Внешне однообразные недели и месяцы в одиночке оказывались удивительно насыщенными. И все расширялся круг его интересов и занятий:
«Больше всего меня обрадовала книга Фоше, введение которой я успел прочесть и чуть позже сообщу свое мнение».
«Пришли мне «Весталки» А. Бутковского, о них я узнал немного из Римской истории: быть может, это хорошая монография…»
«Только что получил третий том и «Историю цивилизации» Бокля. А Гервинуса и Шлоссера я уже отдал для передачи тебе. Теперь возвращаю также Фоше».
«Чрезвычайно бы меня обрадовало, если бы ты мне доставил «Сое и Вардитер» и «Раны Армении»… Кроме того, еще мне нужны некоторые книги и словари».
«Рано утром принесли посланные братом книги. Это оказались вовсе не те книги, что я просил. Настроение упало. В ту же минуту отослал их обратно».
«Ночью мне стало ужасно плохо. Была лихорадка и понос».
«Получил посланные братом виноград, груши, фунт табака и «Органическую химию» Менделеева».
«Одиннадцать часов вечера. Заканчиваю этот 1863 год с тысячами забот и раздумий. Как хочется, чтобы 1864-й, который наступит через час, был более счастливым!..»
«Двенадцать часов. 1863-й ушел и больше не вернется».
«Поздравляю с Новым годом!..»
Тысяча восемьсот шестьдесят четвертый год принес радостное известие: после годичного перерыва Степанос Назарян решил продолжить издание «Юсисапайла». Микаэл решил тут же обратиться к коменданту Петропавловской крепости:
«Осмелюсь утруждать ваше превосходительство просьбой о разрешении мне заниматься переводами и составлением литературных и научных статей в армянский литературный журнал «Юсисапайл», издаваемый в Москве статским советником Степаносом Назаряном.
Побудительной к тому причиной служит мне материальное вознаграждение со стороны редакции, что составляет для меня вовсе не второстепенный вопрос…»
Что «материальное вознаграждение» не было истинной побудительной причиной решения Микаэла, видно хотя бы из того, что сам «Юсисапайл» находился в бедственном положении. Поэтому со стороны Налбандяна это была просто уловка, впрочем, достаточно обоснованная, так как комендант крепости довольно часто разрешал политическим заключенным сотрудничать в печати, чтобы те могли хоть в какой-то степени помочь своим семьям. Как не в столь уж далекие времена, когда над Налбандяном дамокловым мечом висела угроза ареста и под предлогом лечения на водах он получил разрешение выехать за границу, так и сейчас он пытался под «невинным предлогом дать свободу хотя бы тем своим мыслям и идеям, которые осуждены были каждый день, каждый час и минуту рождаться и оставаться в четырех стенах тюремной камеры. Но неужели в этом была такая уж острая необходимость? Ведь здоровье Налбандяна ухудшалось с каждым днем, и напряженная работа могла оказаться роковой для уже угасавшего Налбандяна… Уж он-то, как медик, должен был лучше всех знать о состоянии своего здоровья. Но Микаэл, наоборот, успокаивал.

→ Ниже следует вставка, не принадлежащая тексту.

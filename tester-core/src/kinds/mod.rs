//! Test kinds and the per-kind policy consulted by the orchestrator.
//!
//! Every kind shares the same attempt state machine; only the sense-input
//! polarity and the acceptance window differ.

use core::fmt;

use crate::capture::{AcceptanceWindow, AttemptFailure, TestAttemptRecord};
use crate::config::TestTuning;
use crate::monitor::{EdgeKind, InterruptProfile};

/// Qualification tests the bench can run.
#[derive(Copy, Clone, Debug, Default, Eq, PartialEq)]
pub enum TestKind {
    /// Mains loss to UPS output transfer.
    #[default]
    SwitchingTime,
    /// Mains loss to UPS output shutdown on battery.
    BackupTime,
}

impl TestKind {
    pub const fn label(self) -> &'static str {
        match self {
            TestKind::SwitchingTime => "switching-time",
            TestKind::BackupTime => "backup-time",
        }
    }
}

impl fmt::Display for TestKind {
    fn fmt(&self, f: &mut fmt::Formatter<'_>) -> fmt::Result {
        f.write_str(self.label())
    }
}

/// Strategy hooks that vary by test kind.
pub trait TestPolicy {
    /// Edge polarity each sense input must be armed for.
    fn interrupt_profile(&self) -> InterruptProfile;

    /// Inclusive acceptance window for a measurement.
    fn acceptance_window(&self, tuning: &TestTuning) -> AcceptanceWindow;

    /// Classifies a finished attempt record.
    fn validate(
        &self,
        record: &TestAttemptRecord,
        tuning: &TestTuning,
    ) -> Result<u64, AttemptFailure> {
        self.acceptance_window(tuning).check(record)
    }
}

impl TestPolicy for TestKind {
    fn interrupt_profile(&self) -> InterruptProfile {
        match self {
            TestKind::SwitchingTime => InterruptProfile {
                mains: EdgeKind::Falling,
                ups: EdgeKind::Rising,
            },
            TestKind::BackupTime => InterruptProfile {
                mains: EdgeKind::Falling,
                ups: EdgeKind::Falling,
            },
        }
    }

    fn acceptance_window(&self, tuning: &TestTuning) -> AcceptanceWindow {
        match self {
            TestKind::SwitchingTime => AcceptanceWindow::new(
                u64::from(tuning.min_valid_switch_time_ms),
                u64::from(tuning.max_valid_switch_time_ms),
            ),
            TestKind::BackupTime => AcceptanceWindow::new(
                u64::from(tuning.min_valid_backup_time_ms),
                u64::from(tuning.max_valid_backup_time_ms),
            ),
        }
    }
}
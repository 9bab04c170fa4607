use crate::hw::{HardwareLoadBanks, HardwareTestSignals};
use crate::tester::orchestrator::OrchestratorTask;

pub type FirmwareOrchestratorTask =
    OrchestratorTask<'static, HardwareLoadBanks<'static>, HardwareTestSignals<'static>>;

#[embassy_executor::task]
pub async fn run(task: FirmwareOrchestratorTask) -> ! {
    task.serve().await
}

«Касательно моего здоровья будьте покойны: хвастаться им далеко не могу, но и отчаиваться пока еще подожду… Тем более что я давно уже привык к страданиям; на пути моей жизни никогда не цвели розы».
«Сегодня была великолепная погода, и я вышел гулять в сад и остался три четверти часа; вчера тоже гулял, но гораздо меньше. Здоровье мое ничего… Но со вчерашнего дня селезенка что-то затевает, посмотрю, что будет далее; если не угомонится, то можно призвать на помощь HgChl, который очень верно действует почти при всех воспалительных процессах».
«Я, признаться, было струсил, что Bronchitus simplex перейдет в copilbalis или pneumonia, потому что трепка была порядочная, и могу сказать. после нескольких таких переделок просто не жить. Теперь кашель иногда возвращается залпом, с неприятным щекотанием в дыхательной трубке и правой ее ветви… Надежда на скорое свидание заметно ослабла…»
«Если как-нибудь разрешат свидание, то я заранее вас предупреждаю, ни за что не приду к вам на место свидания, если вы придете без взятки для меня, — без сигар. Крейцберг зверей не показывает даром. Что, я не стою зверя, что всякий раз хотите даром посмотреть на меня?